INPUT DATA:
===============
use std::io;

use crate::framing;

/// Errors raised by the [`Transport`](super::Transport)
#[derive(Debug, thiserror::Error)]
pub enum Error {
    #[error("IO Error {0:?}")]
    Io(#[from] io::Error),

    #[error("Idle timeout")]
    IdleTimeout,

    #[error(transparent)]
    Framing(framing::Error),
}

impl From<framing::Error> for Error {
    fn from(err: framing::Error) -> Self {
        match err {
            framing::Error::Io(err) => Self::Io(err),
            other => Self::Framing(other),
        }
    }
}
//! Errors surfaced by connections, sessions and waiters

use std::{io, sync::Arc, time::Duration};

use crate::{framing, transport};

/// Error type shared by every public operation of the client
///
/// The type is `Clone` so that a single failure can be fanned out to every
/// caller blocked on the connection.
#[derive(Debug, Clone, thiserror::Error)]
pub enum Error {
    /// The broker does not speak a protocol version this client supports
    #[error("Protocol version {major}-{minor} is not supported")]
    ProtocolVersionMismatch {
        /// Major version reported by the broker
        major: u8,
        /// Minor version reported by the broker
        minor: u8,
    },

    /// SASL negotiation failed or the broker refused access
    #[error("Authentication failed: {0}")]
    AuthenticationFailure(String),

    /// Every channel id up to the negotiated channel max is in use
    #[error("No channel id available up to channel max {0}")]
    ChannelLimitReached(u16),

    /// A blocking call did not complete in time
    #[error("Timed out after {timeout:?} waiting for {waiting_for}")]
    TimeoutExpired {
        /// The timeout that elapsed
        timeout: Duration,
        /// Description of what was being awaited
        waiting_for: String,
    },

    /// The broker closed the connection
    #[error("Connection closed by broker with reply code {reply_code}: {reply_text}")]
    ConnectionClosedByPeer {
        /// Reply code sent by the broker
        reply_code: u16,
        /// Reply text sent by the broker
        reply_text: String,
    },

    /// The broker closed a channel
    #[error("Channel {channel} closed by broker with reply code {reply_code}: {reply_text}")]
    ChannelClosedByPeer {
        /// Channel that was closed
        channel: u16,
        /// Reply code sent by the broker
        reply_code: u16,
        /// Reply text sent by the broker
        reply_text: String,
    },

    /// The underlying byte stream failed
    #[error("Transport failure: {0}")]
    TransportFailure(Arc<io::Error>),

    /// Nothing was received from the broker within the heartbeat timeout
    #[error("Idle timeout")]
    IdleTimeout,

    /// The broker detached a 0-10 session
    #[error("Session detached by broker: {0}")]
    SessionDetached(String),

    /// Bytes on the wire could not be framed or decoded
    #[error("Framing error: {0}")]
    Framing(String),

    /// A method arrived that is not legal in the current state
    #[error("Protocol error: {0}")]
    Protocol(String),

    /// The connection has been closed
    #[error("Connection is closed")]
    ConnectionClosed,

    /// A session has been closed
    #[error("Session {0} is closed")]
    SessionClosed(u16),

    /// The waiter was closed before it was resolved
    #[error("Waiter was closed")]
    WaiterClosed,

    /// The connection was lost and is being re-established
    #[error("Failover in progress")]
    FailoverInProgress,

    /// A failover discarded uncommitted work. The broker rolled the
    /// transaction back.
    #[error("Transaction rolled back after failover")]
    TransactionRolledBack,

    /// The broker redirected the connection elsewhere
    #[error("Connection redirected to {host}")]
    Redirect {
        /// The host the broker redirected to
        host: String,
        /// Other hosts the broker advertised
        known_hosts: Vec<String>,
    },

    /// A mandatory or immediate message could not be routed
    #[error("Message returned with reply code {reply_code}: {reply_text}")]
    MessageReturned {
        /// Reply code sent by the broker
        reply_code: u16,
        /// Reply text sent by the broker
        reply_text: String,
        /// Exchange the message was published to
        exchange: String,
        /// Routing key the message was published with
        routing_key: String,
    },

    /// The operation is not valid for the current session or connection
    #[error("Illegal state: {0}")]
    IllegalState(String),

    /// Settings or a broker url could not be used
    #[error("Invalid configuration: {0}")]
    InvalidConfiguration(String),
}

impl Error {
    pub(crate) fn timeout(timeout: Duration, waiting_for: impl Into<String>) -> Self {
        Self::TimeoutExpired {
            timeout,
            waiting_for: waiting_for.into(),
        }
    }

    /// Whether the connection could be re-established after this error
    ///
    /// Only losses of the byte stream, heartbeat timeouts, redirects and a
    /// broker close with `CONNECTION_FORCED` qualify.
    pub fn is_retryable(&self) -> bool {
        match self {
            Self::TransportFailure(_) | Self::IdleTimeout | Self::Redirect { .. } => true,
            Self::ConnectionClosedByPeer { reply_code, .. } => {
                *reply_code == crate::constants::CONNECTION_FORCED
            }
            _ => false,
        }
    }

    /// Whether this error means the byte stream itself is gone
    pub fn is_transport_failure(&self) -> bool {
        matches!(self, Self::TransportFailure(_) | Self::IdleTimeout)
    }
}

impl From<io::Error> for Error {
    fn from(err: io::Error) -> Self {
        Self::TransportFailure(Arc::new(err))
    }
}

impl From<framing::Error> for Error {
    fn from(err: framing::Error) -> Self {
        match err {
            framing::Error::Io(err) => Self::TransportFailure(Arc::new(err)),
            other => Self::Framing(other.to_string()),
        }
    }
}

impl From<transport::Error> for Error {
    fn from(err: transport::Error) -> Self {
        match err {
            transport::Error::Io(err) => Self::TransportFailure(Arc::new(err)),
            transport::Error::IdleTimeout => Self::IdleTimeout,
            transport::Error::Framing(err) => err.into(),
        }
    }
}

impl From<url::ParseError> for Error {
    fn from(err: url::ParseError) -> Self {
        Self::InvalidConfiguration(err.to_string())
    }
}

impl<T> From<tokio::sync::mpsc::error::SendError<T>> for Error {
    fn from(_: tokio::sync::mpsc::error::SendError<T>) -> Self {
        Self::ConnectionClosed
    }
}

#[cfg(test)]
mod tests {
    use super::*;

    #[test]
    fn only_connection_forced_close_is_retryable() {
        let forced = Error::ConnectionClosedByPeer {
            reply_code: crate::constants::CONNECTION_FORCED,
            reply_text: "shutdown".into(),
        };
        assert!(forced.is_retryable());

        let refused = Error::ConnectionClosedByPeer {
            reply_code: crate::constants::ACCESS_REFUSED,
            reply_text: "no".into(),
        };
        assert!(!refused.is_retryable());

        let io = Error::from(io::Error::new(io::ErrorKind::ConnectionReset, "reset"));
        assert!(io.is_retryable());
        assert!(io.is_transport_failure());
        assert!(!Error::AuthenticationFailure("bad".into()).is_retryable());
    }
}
===============
DESCRIPTION OF THE TASK: Print every line of the listing shown above, exactly.

WRITTEN SOLUTION:
use std::io;

use crate::framing;

/// Errors raised by the [`Transport`](super::Transport)
#[derive(Debug, thiserror::Error)]
pub enum Error {
    #[error("IO Error {0:?}")]
    Io(#[from] io::Error),

    #[error("Idle timeout")]
    IdleTimeout,

    #[error(transparent)]
    Framing(framing::Error),
}

impl From<framing::Error> for Error {
    fn from(err: framing::Error) -> Self {
        match err {
            framing::Error::Io(err) => Self::Io(err),
            other => Self::Framing(other),
        }
    }
}
//! Errors surfaced by connections, sessions and waiters

use std::{io, sync::Arc, time::Duration};

use crate::{framing, transport};

/// Error type shared by every public operation of the client
///
/// The type is `Clone` so that a single failure can be fanned out to every
/// caller blocked on the connection.
#[derive(Debug, Clone, thiserror::Error)]
pub enum Error {
    /// The broker does not speak a protocol version this client supports
    #[error("Protocol version {major}-{minor} is not supported")]
    ProtocolVersionMismatch {
        /// Major version reported by the broker
        major: u8,
        /// Minor version reported by the broker
        minor: u8,
    },

    /// SASL negotiation failed or the broker refused access
    #[error("Authentication failed: {0}")]
    AuthenticationFailure(String),

    /// Every channel id up to the negotiated channel max is in use
    #[error("No channel id available up to channel max {0}")]
    ChannelLimitReached(u16),

    /// A blocking call did not complete in time
    #[error("Timed out after {timeout:?} waiting for {waiting_for}")]
    TimeoutExpired {
        /// The timeout that elapsed
        timeout: Duration,
        /// Description of what was being awaited
        waiting_for: String,
    },

    /// The broker closed the connection
    #[error("Connection closed by broker with reply code {reply_code}: {reply_text}")]
    ConnectionClosedByPeer {
        /// Reply code sent by the broker
        reply_code: u16,
        /// Reply text sent by the broker
        reply_text: String,
    },

    /// The broker closed a channel
    #[error("Channel {channel} closed by broker with reply code {reply_code}: {reply_text}")]
    ChannelClosedByPeer {
        /// Channel that was closed
        channel: u16,
        /// Reply code sent by the broker
        reply_code: u16,
        /// Reply text sent by the broker
        reply_text: String,
    },

    /// The underlying byte stream failed
    #[error("Transport failure: {0}")]
    TransportFailure(Arc<io::Error>),

    /// Nothing was received from the broker within the heartbeat timeout
    #[error("Idle timeout")]
    IdleTimeout,

    /// The broker detached a 0-10 session
    #[error("Session detached by broker: {0}")]
    SessionDetached(String),

    /// Bytes on the wire could not be framed or decoded
    #[error("Framing error: {0}")]
    Framing(String),

    /// A method arrived that is not legal in the current state
    #[error("Protocol error: {0}")]
    Protocol(String),

    /// The connection has been closed
    #[error("Connection is closed")]
    ConnectionClosed,

    /// A session has been closed
    #[error("Session {0} is closed")]
    SessionClosed(u16),

    /// The waiter was closed before it was resolved
    #[error("Waiter was closed")]
    WaiterClosed,

    /// The connection was lost and is being re-established
    #[error("Failover in progress")]
    FailoverInProgress,

    /// A failover discarded uncommitted work. The broker rolled the
    /// transaction back.
    #[error("Transaction rolled back after failover")]
    TransactionRolledBack,

    /// The broker redirected the connection elsewhere
    #[error("Connection redirected to {host}")]
    Redirect {
        /// The host the broker redirected to
        host: String,
        /// Other hosts the broker advertised
        known_hosts: Vec<String>,
    },

    /// A mandatory or immediate message could not be routed
    #[error("Message returned with reply code {reply_code}: {reply_text}")]
    MessageReturned {
        /// Reply code sent by the broker
        reply_code: u16,
        /// Reply text sent by the broker
        reply_text: String,
        /// Exchange the message was published to
        exchange: String,
        /// Routing key the message was published with
        routing_key: String,
    },

    /// The operation is not valid for the current session or connection
    #[error("Illegal state: {0}")]
    IllegalState(String),

    /// Settings or a broker url could not be used
    #[error("Invalid configuration: {0}")]
    InvalidConfiguration(String),
}

impl Error {
    pub(crate) fn timeout(timeout: Duration, waiting_for: impl Into<String>) -> Self {
        Self::TimeoutExpired {
            timeout,
            waiting_for: waiting_for.into(),
        }
    }

    /// Whether the connection could be re-established after this error
    ///
    /// Only losses of the byte stream, heartbeat timeouts, redirects and a
    /// broker close with `CONNECTION_FORCED` qualify.
    pub fn is_retryable(&self) -> bool {
        match self {
            Self::TransportFailure(_) | Self::IdleTimeout | Self::Redirect { .. } => true,
            Self::ConnectionClosedByPeer { reply_code, .. } => {
                *reply_code == crate::constants::CONNECTION_FORCED
            }
            _ => false,
        }
    }

    /// Whether this error means the byte stream itself is gone
    pub fn is_transport_failure(&self) -> bool {
        matches!(self, Self::TransportFailure(_) | Self::IdleTimeout)
    }
}

impl From<io::Error> for Error {
    fn from(err: io::Error) -> Self {
        Self::TransportFailure(Arc::new(err))
    }
}

impl From<framing::Error> for Error {
    fn from(err: framing::Error) -> Self {
        match err {
            framing::Error::Io(err) => Self::TransportFailure(Arc::new(err)),
            other => Self::Framing(other.to_string()),
        }
    }
}

impl From<transport::Error> for Error {
    fn from(err: transport::Error) -> Self {
        match err {
            transport::Error::Io(err) => Self::TransportFailure(Arc::new(err)),
            transport::Error::IdleTimeout => Self::IdleTimeout,
            transport::Error::Framing(err) => err.into(),
        }
    }
}

impl From<url::ParseError> for Error {
    fn from(err: url::ParseError) -> Self {
        Self::InvalidConfiguration(err.to_string())
    }
}

impl<T> From<tokio::sync::mpsc::error::SendError<T>> for Error {
    fn from(_: tokio::sync::mpsc::error::SendError<T>) -> Self {
        Self::ConnectionClosed
    }
}

#[cfg(test)]
mod tests {
    use super::*;

    #[test]
    fn only_connection_forced_close_is_retryable() {
        let forced = Error::ConnectionClosedByPeer {
            reply_code: crate::constants::CONNECTION_FORCED,
            reply_text: "shutdown".into(),
        };
        assert!(forced.is_retryable());

        let refused = Error::ConnectionClosedByPeer {
            reply_code: crate::constants::ACCESS_REFUSED,
            reply_text: "no".into(),
        };
        assert!(!refused.is_retryable());

        let io = Error::from(io::Error::new(io::ErrorKind::ConnectionReset, "reset"));
        assert!(io.is_retryable());
        assert!(io.is_transport_failure());
        assert!(!Error::AuthenticationFailure("bad".into()).is_retryable());
    }
}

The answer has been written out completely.